C'est ainsi que dans un grand élan de pédagogie, mon père m'a attribué une somme mensuelle basée sur mes besoins, pour laquelle je devais, si je voulais l'augmenter, argumenter et négocier (une seule ouverture annuelle des discussions était possible).
Sauf que, comment tu dis d'une main "on ne parle pas d'argent, c'est vulgaire" et de l'autre "argumente tes besoins" ? Et puis, vous l'aurez deviné, devoir expliquer ce que je faisais avec mes sous et discuter le bout de gras, c'était pas mon truc. D'ailleurs ça m'a duré longtemps, j'ai cru naïvement pendant de longues années que mon mérite, s'il existait, serait naturellement reconnu, au boulot. Ahaha. Fin de la blague.

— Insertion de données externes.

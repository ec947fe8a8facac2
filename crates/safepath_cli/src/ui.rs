use owo_colors::OwoColorize;
use safepath_core::RouteStatus;

#[derive(Clone, Copy, Debug)]
pub enum Level {
    Info,
    Success,
    Warning,
    Error,
}

impl From<RouteStatus> for Level {
    fn from(status: RouteStatus) -> Self {
        match status {
            RouteStatus::OnRoute => Level::Success,
            RouteStatus::OffRoute => Level::Error,
            RouteStatus::Unknown => Level::Warning,
        }
    }
}

#[derive(Clone, Copy, Debug)]
pub struct Style {
    pub emoji: bool,
    pub color: bool,
}

impl Style {
    /// Colors only when the target stream is a TTY; emojis always on.
    pub fn for_stream(stream: atty::Stream) -> Self {
        Self {
            emoji: true,
            color: atty::is(stream),
        }
    }

    #[cfg(test)]
    pub fn plain() -> Self {
        Self {
            emoji: false,
            color: false,
        }
    }
}

impl Default for Style {
    fn default() -> Self {
        Self::for_stream(atty::Stream::Stdout)
    }
}

pub fn info(msg: impl AsRef<str>) {
    print_line(Level::Info, msg.as_ref(), Style::default());
}

pub fn success(msg: impl AsRef<str>) {
    print_line(Level::Success, msg.as_ref(), Style::default());
}

/// Goes to stderr so `--json` output on stdout stays parseable.
pub fn warning(msg: impl AsRef<str>) {
    eprint_line(Level::Warning, msg.as_ref());
}

pub fn error(msg: impl AsRef<str>) {
    eprint_line(Level::Error, msg.as_ref());
}

/// Caregiver-facing wording of a status.
pub fn status_text(status: RouteStatus) -> &'static str {
    match status {
        RouteStatus::OnRoute => "On route: the person is on the planned path",
        RouteStatus::OffRoute => "Strayed from path: the person appears to be off the planned route",
        RouteStatus::Unknown => "Unknown: no route or no current location",
    }
}

pub fn status_badge(status: RouteStatus, style: Style) -> String {
    decorate(Level::from(status), status_text(status), style)
}

pub fn print_line(level: Level, msg: &str, style: Style) {
    println!("{}", decorate(level, msg, style));
}

fn eprint_line(level: Level, msg: &str) {
    let style = Style::for_stream(atty::Stream::Stderr);
    eprintln!("{}", decorate(level, msg, style));
}

fn decorate(level: Level, msg: &str, style: Style) -> String {
    let emoji = match level {
        Level::Info => "ℹ️ ",
        Level::Success => "✅ ",
        Level::Warning => "⚠️ ",
        Level::Error => "❌ ",
    };

    let prefix = if style.emoji { emoji } else { "" };
    let line = format!("{}{}", prefix, msg);

    if !style.color {
        return line;
    }

    match level {
        Level::Info => line,
        Level::Success => line.green().to_string(),
        Level::Warning => line.yellow().to_string(),
        Level::Error => line.red().to_string(),
    }
}
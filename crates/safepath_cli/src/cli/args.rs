use clap::{Args, Parser, Subcommand, ValueEnum};

#[derive(Parser)]
#[command(
    name = "safepath",
    version,
    about = "Check whether a tracked person is still near their planned route"
)]
pub struct Cli {
    /// Path to the SQLite store holding session locations and settings
    #[arg(long, env = "SAFEPATH_DB", global = true)]
    pub db: Option<String>,

    /// Enable debug logging (RUST_LOG takes precedence)
    #[arg(short, long, global = true)]
    pub verbose: bool,

    #[command(subcommand)]
    pub cmd: Commands,
}

/// Per-invocation overrides of the stored settings.
#[derive(Args, Clone, Debug, Default)]
pub struct MetricArgs {
    /// Corridor half-width in meters
    #[arg(long)]
    pub tolerance: Option<f64>,

    /// Ground distance model (haversine, equirectangular)
    #[arg(long)]
    pub distance: Option<String>,

    /// Projection used to place the closest point (degrees, equirectangular)
    #[arg(long)]
    pub projection: Option<String>,
}

#[derive(Subcommand)]
pub enum Commands {
    /// Evaluate one location against a route file
    Check {
        /// Route file (.csv, .json or .geojson)
        #[arg(long)]
        route: String,

        /// Latitude of the observed location
        #[arg(long, allow_hyphen_values = true)]
        lat: f64,

        /// Longitude of the observed location
        #[arg(long, allow_hyphen_values = true)]
        lng: f64,

        #[command(flatten)]
        metric: MetricArgs,

        /// Print the report as JSON
        #[arg(long)]
        json: bool,
    },

    /// Evaluate every point of a recorded track against a route file
    Replay {
        /// Route file (.csv, .json or .geojson)
        #[arg(long)]
        route: String,

        /// Track file (.csv with lat,lng and optional timestamp, or .json)
        #[arg(long)]
        track: String,

        #[command(flatten)]
        metric: MetricArgs,

        /// Print the per-point results as JSON
        #[arg(long)]
        json: bool,
    },

    /// Manage the home / destination / current location of the session
    Session {
        #[command(subcommand)]
        cmd: SessionCmd,
    },

    /// Show or change stored settings
    Config {
        #[command(subcommand)]
        cmd: ConfigCmd,
    },

    /// Store maintenance
    Db {
        #[command(subcommand)]
        cmd: DbCmd,
    },
}

#[derive(Clone, Copy, Debug, PartialEq, Eq, ValueEnum)]
pub enum RouterKind {
    /// OSRM-compatible routing service (see `config set osrm_url`)
    Osrm,
    /// Straight line between home and destination
    Direct,
    /// Polyline loaded from --route
    File,
}

#[derive(Subcommand)]
pub enum SessionCmd {
    /// Print the stored locations
    Show,

    /// Set the home location
    SetHome {
        #[arg(allow_hyphen_values = true)]
        lat: f64,
        #[arg(allow_hyphen_values = true)]
        lng: f64,
    },

    /// Set the destination
    SetDestination {
        #[arg(allow_hyphen_values = true)]
        lat: f64,
        #[arg(allow_hyphen_values = true)]
        lng: f64,
    },

    /// Forget the destination (and with it the route)
    ClearDestination,

    /// Set the tracked person's current location
    SetCurrent {
        #[arg(allow_hyphen_values = true)]
        lat: f64,
        #[arg(allow_hyphen_values = true)]
        lng: f64,
    },

    /// Forget the tracked person's current location
    ClearCurrent,

    /// Compute the route between home and destination and report the status
    Status {
        /// Where the route comes from
        #[arg(long, value_enum, default_value_t = RouterKind::Osrm)]
        router: RouterKind,

        /// Route file, required with --router file
        #[arg(long)]
        route: Option<String>,

        #[command(flatten)]
        metric: MetricArgs,

        /// Print the report as JSON
        #[arg(long)]
        json: bool,
    },
}

#[derive(Subcommand)]
pub enum ConfigCmd {
    /// Print the effective settings
    Show,

    /// Change one setting (tolerance_m, distance_model, projection, osrm_url, osrm_profile, http_timeout_secs)
    Set { key: String, value: String },

    /// Remove all stored settings (back to defaults)
    Reset,
}

#[derive(Subcommand)]
pub enum DbCmd {
    /// Show store path, schema version and stored keys
    Status,
}
//! Geographic primitives: points, ground distances and point-to-segment
//! measurement.

pub mod distance;
pub mod point;
pub mod segment;

pub use distance::{DistanceModel, EARTH_RADIUS_M, ground_distance};
pub use point::GeoPoint;
pub use segment::{
    ClosestPoint, Projection, SegmentMetric, closest_point_on_segment, distance_to_segment,
};
//! The caregiver's tracking session: home, destination, the tracked
//! person's last known location and the route currently planned between
//! home and destination.
//!
//! Locations survive restarts through a [`KeyValueStore`]; the route does
//! not, it is recomputed from the endpoints whenever they change.

use anyhow::Result;

use crate::geo::GeoPoint;
use crate::providers::{LocationSource, RouteProvider};
use crate::proximity::ProximityOptions;
use crate::route::Route;
use crate::status::{StatusReport, evaluate};
use crate::store::{KeyValueStore, get_json, set_json};

pub const KEY_HOME: &str = "homeLocation";
pub const KEY_DESTINATION: &str = "destinationLocation";
pub const KEY_CURRENT: &str = "currentLocation";

/// Los Angeles City Hall.
pub const DEFAULT_HOME: GeoPoint = GeoPoint {
    lat: 34.0522,
    lng: -118.2437,
};

#[derive(Debug, Clone, PartialEq)]
pub struct TrackingSession {
    home: GeoPoint,
    destination: Option<GeoPoint>,
    current: Option<GeoPoint>,
    route: Option<Route>,
}

impl Default for TrackingSession {
    fn default() -> Self {
        Self {
            home: DEFAULT_HOME,
            destination: None,
            current: None,
            route: None,
        }
    }
}

impl TrackingSession {
    pub fn new() -> Self {
        Self::default()
    }

    pub fn load(store: &dyn KeyValueStore) -> Result<Self> {
        Ok(Self {
            home: get_json(store, KEY_HOME)?.unwrap_or(DEFAULT_HOME),
            destination: get_json(store, KEY_DESTINATION)?,
            current: get_json(store, KEY_CURRENT)?,
            route: None,
        })
    }

    pub fn save(&self, store: &mut dyn KeyValueStore) -> Result<()> {
        set_json(store, KEY_HOME, &self.home)?;
        save_optional(store, KEY_DESTINATION, self.destination)?;
        save_optional(store, KEY_CURRENT, self.current)?;
        Ok(())
    }

    pub fn home(&self) -> GeoPoint {
        self.home
    }

    pub fn destination(&self) -> Option<GeoPoint> {
        self.destination
    }

    pub fn current(&self) -> Option<GeoPoint> {
        self.current
    }

    pub fn route(&self) -> Option<&Route> {
        self.route.as_ref()
    }

    pub fn set_home(&mut self, p: GeoPoint) {
        if self.home != p {
            self.home = p;
            self.route = None;
        }
    }

    pub fn set_destination(&mut self, p: GeoPoint) {
        if self.destination != Some(p) {
            self.destination = Some(p);
            self.route = None;
        }
    }

    pub fn clear_destination(&mut self) {
        self.destination = None;
        self.route = None;
    }

    pub fn set_current(&mut self, p: GeoPoint) {
        self.current = Some(p);
    }

    pub fn clear_current(&mut self) {
        self.current = None;
    }

    /// Pull the next fix from a location source. A source with no fix
    /// leaves the last known location in place.
    pub fn update_location(
        &mut self,
        source: &mut dyn LocationSource,
    ) -> Result<Option<GeoPoint>> {
        let fix = source.current()?;
        if let Some(p) = fix {
            self.current = Some(p);
        }
        Ok(fix)
    }

    /// Recompute the route when both endpoints are known.
    ///
    /// A provider failure is logged and leaves the session without a
    /// route, which reads as an unknown status downstream.
    pub fn refresh_route(&mut self, provider: &dyn RouteProvider) -> Option<&Route> {
        let Some(destination) = self.destination else {
            self.route = None;
            return None;
        };

        self.route = match provider.route(self.home, destination) {
            Ok(route) => {
                log::debug!(
                    "{} route {} -> {}: {} points",
                    provider.name(),
                    self.home,
                    destination,
                    route.len()
                );
                Some(route)
            }
            Err(err) => {
                log::warn!("{} routing failed: {err:#}", provider.name());
                None
            }
        };

        self.route.as_ref()
    }

    /// Install a route computed elsewhere (e.g. loaded from a file).
    pub fn set_route(&mut self, route: Route) {
        self.route = Some(route);
    }

    /// The badge for the current state: unknown unless there is a
    /// destination, a usable route and a current location.
    pub fn status(&self, opts: &ProximityOptions) -> StatusReport {
        if self.destination.is_none() {
            return StatusReport::unknown(opts.tolerance_m);
        }
        evaluate(self.route.as_ref(), self.current, opts)
    }
}

fn save_optional(
    store: &mut dyn KeyValueStore,
    key: &str,
    value: Option<GeoPoint>,
) -> Result<()> {
    match value {
        Some(p) => set_json(store, key, &p),
        None => store.remove(key),
    }
}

C'est ainsi que j'ai survécu à l'université avec le trésor clinquant de 500 balles (de francs, 75 euros de maintenant) tous les mois pour payer mes transports, ma bouffe, mes loisirs. Et mes clopes. Sauf que le budget clopes n'était pas déclaré aux autorités financeuses, et même si à l'époque le paquet devait coûter moins de 2 euros (pleurez, fumeurs modernes !), ça venait sacrément taper dans le pécule.
Bref, j'ai passé mes années fac à me nourrir d'un café avec deux sucres le midi et à gruger le bus pour pouvoir financer mon vice. A se débrouiller entre potes pour quelques plans immanquables, à servir des pintes pendant quelques heures dans un pub irlandais pour financer les miennes.
J'ai pris 25 kilos ; la pédagogie, c'est vraiment utile que si on ne s'en sert pas.
Et on se demande pourquoi ça m'a frappée comme si c'était moi qui la chantais, cette chanson.